Die Studenten hatten schnell beschlossen, dass die Erfassung des Signals der wichtigste erste Schritt ist. Also besorgten sie sich einen Instrumentenverstärker (AD620) und ein paar Operationsverstärker für Filterung und Right-Leg Drive. Zur Isolation legten sie eine Batteriespannung von 9 V an, nutzten einen DC/DC-Wandler zur Erzeugung der ±15-V-Versorgungen. Sie kauften einige Silber/Silber-Chlorid-Elektroden und verdrillten die Anschlussleitungen zwischen den Elektroden und dem Versuchsaufbau um Rauschen zu verhindern. So weit, so gut. Jetzt musste eine Testperson die Elektroden am Körper befestigen. Ach ja, sie mussten noch beobachten, was am anderen Ende ankommt. Daher schlossen sie ein Oszilloskop an.
Mit Oszilloskopen ist es so, dass ihre Masse gegen Erde verbunden ist. Sie wurden jetzt zu Leitern für Leckströme. Schlimmer war, dass die Leckströme genau über den Brustkorb fließen konnten. Und da nichts von Anfang an funktioniert, führten die Studenten gleichzeitig Messungen mit einem Tastkopf am Oszilloskop und einem Tisch-Multimeter durch. Dabei war eine Testperson an die Elektroden angeschlossen. Wenn Sie sich etwas mit Leckströmen auf isolierten Versorungen auskennen, werden Sie sich vielleicht fragen, warum die Testperson noch lebt.

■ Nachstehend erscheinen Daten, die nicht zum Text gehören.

//! Plugin authoring trait and the type-erased descriptor the registry hands out.

use crate::backend::TTSBackend;
use crate::error::TTSResult;
use crate::i18n::{Catalogue, LocaleResolver};
use crate::settings::{Settings, SettingsDict, SettingsModel, SettingsSpecification, dict_from_json};
use crate::types::{AudioSpec, PluginId};
use std::fmt;
use std::sync::Arc;

/// A TTS plugin: one backend type plus everything needed to configure it.
///
/// ```ignore
/// struct MyPlugin;
///
/// impl TTSPlugin for MyPlugin {
///     type Settings = MySettings;
///
///     fn id(&self) -> PluginId {
///         PluginId::new("my_engine_v1")
///     }
///
///     fn display_name(&self) -> &'static str {
///         "My Engine"
///     }
///
///     fn audio_spec(&self) -> AudioSpec {
///         AudioSpec::pcm_s16le_mono(22_050)
///     }
///
///     fn create_backend(&self, settings: &Settings) -> TTSResult<Box<dyn TTSBackend>> {
///         Ok(Box::new(EngineBackend::new(self.id(), MyEngine::default(), settings)?))
///     }
/// }
/// ```
pub trait TTSPlugin: Send + Sync + 'static {
    type Settings: SettingsModel;

    /// Stable id, conventionally suffixed with the plugin's major version
    fn id(&self) -> PluginId;

    /// English display name; doubles as its message id in [`TTSPlugin::catalogue`]
    fn display_name(&self) -> &'static str;

    /// Translations of the display name and of setting titles and descriptions
    fn catalogue(&self) -> Catalogue {
        Catalogue::default()
    }

    /// Audio format every backend of this plugin produces
    fn audio_spec(&self) -> AudioSpec;

    /// Locales the engine can speak, as locale identifiers
    fn supported_locales(&self) -> &'static [&'static str] {
        &[]
    }

    /// Build a backend in the `Created` state.
    ///
    /// Must re-validate `settings` and fail with
    /// [`TTSError::InvalidSettings`](crate::TTSError::InvalidSettings) when they
    /// do not match [`TTSPlugin::Settings`].
    fn create_backend(&self, settings: &Settings) -> TTSResult<Box<dyn TTSBackend>>;
}

/// Object-safe view of a [`TTSPlugin`].
trait ErasedPlugin: Send + Sync {
    fn default_settings(&self, id: &PluginId) -> Settings;
    fn settings_from_dict(&self, id: &PluginId, dict: &SettingsDict) -> TTSResult<Settings>;
    fn create_backend(&self, settings: &Settings) -> TTSResult<Box<dyn TTSBackend>>;
    fn audio_spec(&self) -> AudioSpec;
    fn supported_locales(&self) -> &'static [&'static str];
}

impl<P: TTSPlugin> ErasedPlugin for P {
    fn default_settings(&self, id: &PluginId) -> Settings {
        Settings::from_model(id.clone(), &P::Settings::default())
    }

    fn settings_from_dict(&self, id: &PluginId, dict: &SettingsDict) -> TTSResult<Settings> {
        Settings::from_dict::<P::Settings>(id.clone(), dict)
    }

    fn create_backend(&self, settings: &Settings) -> TTSResult<Box<dyn TTSBackend>> {
        TTSPlugin::create_backend(self, settings)
    }

    fn audio_spec(&self) -> AudioSpec {
        TTSPlugin::audio_spec(self)
    }

    fn supported_locales(&self) -> &'static [&'static str] {
        TTSPlugin::supported_locales(self)
    }
}

/// Metadata and factories of one plugin.
///
/// Building a descriptor has no side effects; nothing is loaded until
/// [`make_backend`](PluginDescriptor::make_backend) and the backend's `start`
/// are called. Cheap to clone.
#[derive(Clone)]
pub struct PluginDescriptor {
    id: PluginId,
    display_name: &'static str,
    catalogue: Arc<Catalogue>,
    specification: Arc<SettingsSpecification>,
    plugin: Arc<dyn ErasedPlugin>,
}

impl PluginDescriptor {
    pub fn new<P: TTSPlugin>(plugin: P) -> Self {
        Self {
            id: plugin.id(),
            display_name: plugin.display_name(),
            catalogue: Arc::new(plugin.catalogue()),
            specification: Arc::new(P::Settings::specification()),
            plugin: Arc::new(plugin),
        }
    }

    pub fn id(&self) -> &PluginId {
        &self.id
    }

    /// Display name for `locale`, resolved with the default fallback chain.
    pub fn display_name(&self, locale: &str) -> String {
        self.display_name_with(&LocaleResolver::default(), locale)
    }

    /// Display name for `locale`; the plugin id when no tier matches.
    pub fn display_name_with(&self, resolver: &LocaleResolver, locale: &str) -> String {
        resolver
            .resolve(&self.catalogue, locale, self.display_name)
            .unwrap_or(self.id.as_str())
            .to_string()
    }

    pub fn catalogue(&self) -> &Catalogue {
        &self.catalogue
    }

    pub fn make_default_settings(&self) -> Settings {
        log::debug!("Creating default settings for '{}'", self.id);
        self.plugin.default_settings(&self.id)
    }

    /// Validate `dict` and wrap it; every offending key is reported at once.
    pub fn make_settings_from_dict(&self, dict: &SettingsDict) -> TTSResult<Settings> {
        log::debug!("Creating settings for '{}' from {} keys", self.id, dict.len());
        self.plugin.settings_from_dict(&self.id, dict)
    }

    /// Same as [`make_settings_from_dict`](Self::make_settings_from_dict) for a JSON object.
    pub fn make_settings_from_json(&self, json: &str) -> TTSResult<Settings> {
        self.make_settings_from_dict(&dict_from_json(json)?)
    }

    pub fn settings_specification(&self) -> &SettingsSpecification {
        &self.specification
    }

    /// Build a backend; fails with `InvalidSettings` on invalid or foreign settings.
    pub fn make_backend(&self, settings: &Settings) -> TTSResult<Box<dyn TTSBackend>> {
        log::debug!("Creating backend for '{}'", self.id);
        self.plugin.create_backend(settings)
    }

    pub fn default_audio_spec(&self) -> AudioSpec {
        self.plugin.audio_spec()
    }

    /// Localized title of setting `key`, or `None` for an unknown key.
    pub fn setting_display_name(&self, key: &str, locale: &str) -> Option<String> {
        self.setting_display_name_with(&LocaleResolver::default(), key, locale)
    }

    pub fn setting_display_name_with(
        &self,
        resolver: &LocaleResolver,
        key: &str,
        locale: &str,
    ) -> Option<String> {
        let field = self.specification.get(key)?;
        Some(self.translate(resolver, locale, field.label()))
    }

    /// Localized description of setting `key`, if it has one.
    pub fn setting_description(&self, key: &str, locale: &str) -> Option<String> {
        self.setting_description_with(&LocaleResolver::default(), key, locale)
    }

    pub fn setting_description_with(
        &self,
        resolver: &LocaleResolver,
        key: &str,
        locale: &str,
    ) -> Option<String> {
        let description = self.specification.get(key)?.description.as_deref()?;
        Some(self.translate(resolver, locale, description))
    }

    pub fn supported_locales(&self) -> &'static [&'static str] {
        self.plugin.supported_locales()
    }

    fn translate(&self, resolver: &LocaleResolver, locale: &str, msgid: &str) -> String {
        resolver
            .resolve(&self.catalogue, locale, msgid)
            .unwrap_or(msgid)
            .to_string()
    }
}

impl fmt::Debug for PluginDescriptor {
    fn fmt(&self, f: &mut fmt::Formatter<'_>) -> fmt::Result {
        f.debug_struct("PluginDescriptor")
            .field("id", &self.id)
            .field("display_name", &self.display_name)
            .finish_non_exhaustive()
    }
}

15 Jahre später. Heute, dank eines gestiegenen Gesundheitsbewusstseins und am Körper tragbaren Compern, entwickelt sich Herzfrequenz-Monitoring hin in Richtung Mainstream. Dadurch ist die Zahl der Menschen, die mit Herzfrequenz-Monitoren wie dem AD8232 experimentieren oder neuere Alternativen für qualitativ hochwertige EKG-Systeme mit Nachfolgern des AD620 verwenden (z.B. AD8421 und AD8422) gestiegen. Allerdings hat dies die Zahl der ahnungslosen Ingenieure, die sich selbst in Gefahr bringen, erhöht.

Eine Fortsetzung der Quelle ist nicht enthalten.